Por mi mente de madre preocupada y angustiada por sus hijitos, cruzan confundidas una infinidad de preguntas sin respuesta. Atraviesan por mi mente los complejos de culpa, no logro entender tanto dolor, que es lo que hace que te auto destruyas. .


Dime hijo que destruye tu ser, tu persona, tus deseos y ambiciones, tus metas, tus pensamientos, tu sabiduria, tu fe, tu alegria, a donde se fue aquel adolescente tan lleno de vida y entusiasmo. Nos haces falta, te queremos de regreso, es que acaso no sabes que te amamos, que eres importante para tus otros hermanos, para tus padres, para tu esposa y tus hijos, para muchas personas a las que nos afecta inmensamente ver como te vas matando con las drogas.

Quiero que sepas que te amo mi hijito lindo, que me duele verte sufrir, que me siento impotente, rota, que quiero abrazarte como cuando eras mi bebito precioso de los ojos color cielo y el cabello color miel.

Quiero decirte tantas cosas, no quiero jalarte las orejas y menos ponerte la cara larga. Quiero volver a decirte que las drogas son malas, que no son una puerta de salida, que son una trampa infernal, que fueron inventadas por los seres del mal.


Se que quieres dejarlas, se que luchas en tu interior para corregir la ruta equivocada pero encuentras muchas paredes altas que sientes que no puedes escalar.

Pero no pierdo la fe y si decides entregar tu dolor y todas tus penas a Dios se que todo puede cambiar. Hay luz al final del tunel. Hoy te escribo con mis manos mojadas por el llanto de la esperanza. Por favor vuelve a casa, la puerta de tu casa siempre sigue abierta, no importa que tengas cuarenta y tantos o acaso cincuenta y tantos veranos y el pelo cano. Regresa hijo.


Le daria gracias a Dios por devolverte a los problemas cotidianos, a la vida con sus penas y sus momentos alegres. No sabes cuanto deseo tenerte en mis brazos y llenarte el rostro de besos.

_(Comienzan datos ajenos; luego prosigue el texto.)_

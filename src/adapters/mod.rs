//! Adapters: concrete implementations of the hexagonal port traits.
//!
//! | Adapter    | Implements      | Connects to                      |
//! |------------|-----------------|----------------------------------|
//! | `hardware` | SensorPort      | SCD30 + LPS22HH over I²C, button |
//! |            | ActuatorPort    | LEDC buzzer/RGB, network LED     |
//! | `cloud`    | CloudPort       | Offline stand-in for the twin    |
//! | `system`   | SystemPort      | Task watchdog, update agent      |
//! | `log_sink` | EventSink       | Serial log output                |
//! | `time`     | -               | ESP32 system timer, wall clock   |

pub mod cloud;
pub mod hardware;
pub mod log_sink;
pub mod system;
pub mod time;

Te acuerdas del libro "El Principito" el decia que lo esencial es invisible a los ojos. Lo simple hijo mio es en definitiva lo que nos hace felices. Los momentos que no tienen precio. Las cosas simples como ver juntos un amanecer o soltar una carcajada al recordar momentos de cuando eras mi protector.

Hoy le vuelvo a rogar a Dios como todos los dias, le ruego para que su Hijo amado te cubra con su manto sagrado y te cure todas las heridas, las grietas de tu alma. Le ruego para que salgas vencedor y que tu cuerpo no necesite del veneno asesino de las drogas.

Le ruego para que sepas y puedas enmendar, corregir tu camino. Para que les digas NO a las drogas y SI a la vida.